Matthew Miller, Assistant Professor of Health Policy and Injury Prevention at Harvard School of Public Health, and his colleagues David Hemenway and Deborah Azrael, used survey data from the Center for Disease Control and Prevention’s 2001 Behavioral Risk Factor Surveillance System, the world’s largest telephone survey with over 200,000 respondents nationwide. Respondents in all 50 states were asked whether any firearms were kept in or around their home. The survey found that approximately one in three American households reported firearm ownership.

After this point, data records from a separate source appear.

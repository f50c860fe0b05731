//! Relay transport — one persistent websocket connection per client.

mod connection;
pub mod token;

pub use connection::{Connection, Reader, Writer};
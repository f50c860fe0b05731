//! The twin directory — resolving twin ids to their on-chain records.
//!
//! The directory is read-mostly: the only mutation is a one-shot
//! "publish my relay/e2e key" during client startup (see
//! [`crate::direct::BaseClient`] reconciliation).

mod cache;
mod proxy;

use std::collections::HashMap;

use async_trait::async_trait;
use tokio::sync::RwLock;

use crate::error::DirectoryError;
use crate::identity::Identity;

pub use cache::CachedTwinDb;
pub use proxy::ProxyTwinDb;

/// A twin's on-chain record.
#[derive(Debug, Clone, PartialEq, Eq)]
pub struct Twin {
    pub id: u32,
    /// The 32-byte account public key used for signature verification.
    pub public_key: Vec<u8>,
    /// Hostname of the relay the twin is reachable behind, if published.
    pub relay: Option<String>,
    /// The twin's secp256k1 public key for end-to-end encryption; empty
    /// when the twin has not published one.
    pub e2e_key: Vec<u8>,
}

/// Read-through access to twin records, plus the single startup write.
///
/// Implementations must be safe to share across tasks. Callers treat
/// lookup failures as transient and may retry; a verification failure
/// against a cached record should be followed by an invalidating re-fetch
/// (see [`CachedTwinDb::invalidate`]).
#[async_trait]
pub trait TwinDb: Send + Sync {
    /// Fetch the record of the given twin.
    async fn get(&self, id: u32) -> Result<Twin, DirectoryError>;

    /// Resolve which twin id owns the given account public key.
    async fn get_by_public_key(&self, public_key: &[u8]) -> Result<u32, DirectoryError>;

    /// Publish our own relay hostname and e2e public key. `e2e_key` is
    /// empty when encryption is disabled.
    async fn update_self(
        &self,
        identity: &Identity,
        relay: &str,
        e2e_key: &[u8],
    ) -> Result<(), DirectoryError>;
}

/// A static, fully in-memory directory.
///
/// Useful for tests and closed deployments where the set of twins is known
/// up front.
#[derive(Default)]
pub struct InMemoryTwinDb {
    twins: RwLock<HashMap<u32, Twin>>,
}

impl InMemoryTwinDb {
    pub fn new() -> Self {
        Self::default()
    }

    pub async fn insert(&self, twin: Twin) {
        self.twins.write().await.insert(twin.id, twin);
    }
}

#[async_trait]
impl TwinDb for InMemoryTwinDb {
    async fn get(&self, id: u32) -> Result<Twin, DirectoryError> {
        self.twins
            .read()
            .await
            .get(&id)
            .cloned()
            .ok_or(DirectoryError::TwinNotFound(id))
    }

    async fn get_by_public_key(&self, public_key: &[u8]) -> Result<u32, DirectoryError> {
        self.twins
            .read()
            .await
            .values()
            .find(|twin| twin.public_key == public_key)
            .map(|twin| twin.id)
            .ok_or(DirectoryError::TwinNotFoundByKey)
    }

    async fn update_self(
        &self,
        identity: &Identity,
        relay: &str,
        e2e_key: &[u8],
    ) -> Result<(), DirectoryError> {
        let public_key = identity.public_key();
        let mut twins = self.twins.write().await;
        let twin = twins
            .values_mut()
            .find(|twin| twin.public_key == public_key)
            .ok_or(DirectoryError::TwinNotFoundByKey)?;
        twin.relay = Some(relay.to_string());
        twin.e2e_key = e2e_key.to_vec();
        Ok(())
    }
}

Analyses that controlled for several measures of resource deprivation, urbanization, aggravated assault, robbery, unemployment, and alcohol consumption found that states with higher rates of household firearm ownership had significantly higher homicide victimization rates for children, and for women and men. In these analyses, states within the highest quartile of firearm prevalence had firearm homicide rates 114% higher than states within the lowest quartile of firearm prevalence. Overall homicide rates were 60% higher. The association between firearm prevalence and homicide was driven by gun-related homicide rates; non-gun-related homicide rates were not significantly associated with rates of firearm ownership.
These results suggest that it is easier for potential homicide perpetrators to obtain a gun in states where guns are more prevalent. “Our findings suggest that in the United States, household firearms may be an important source of guns used to kill children, women and men, both on the street and in their homes,” said Miller.
This study was supported by the Joyce Foundation.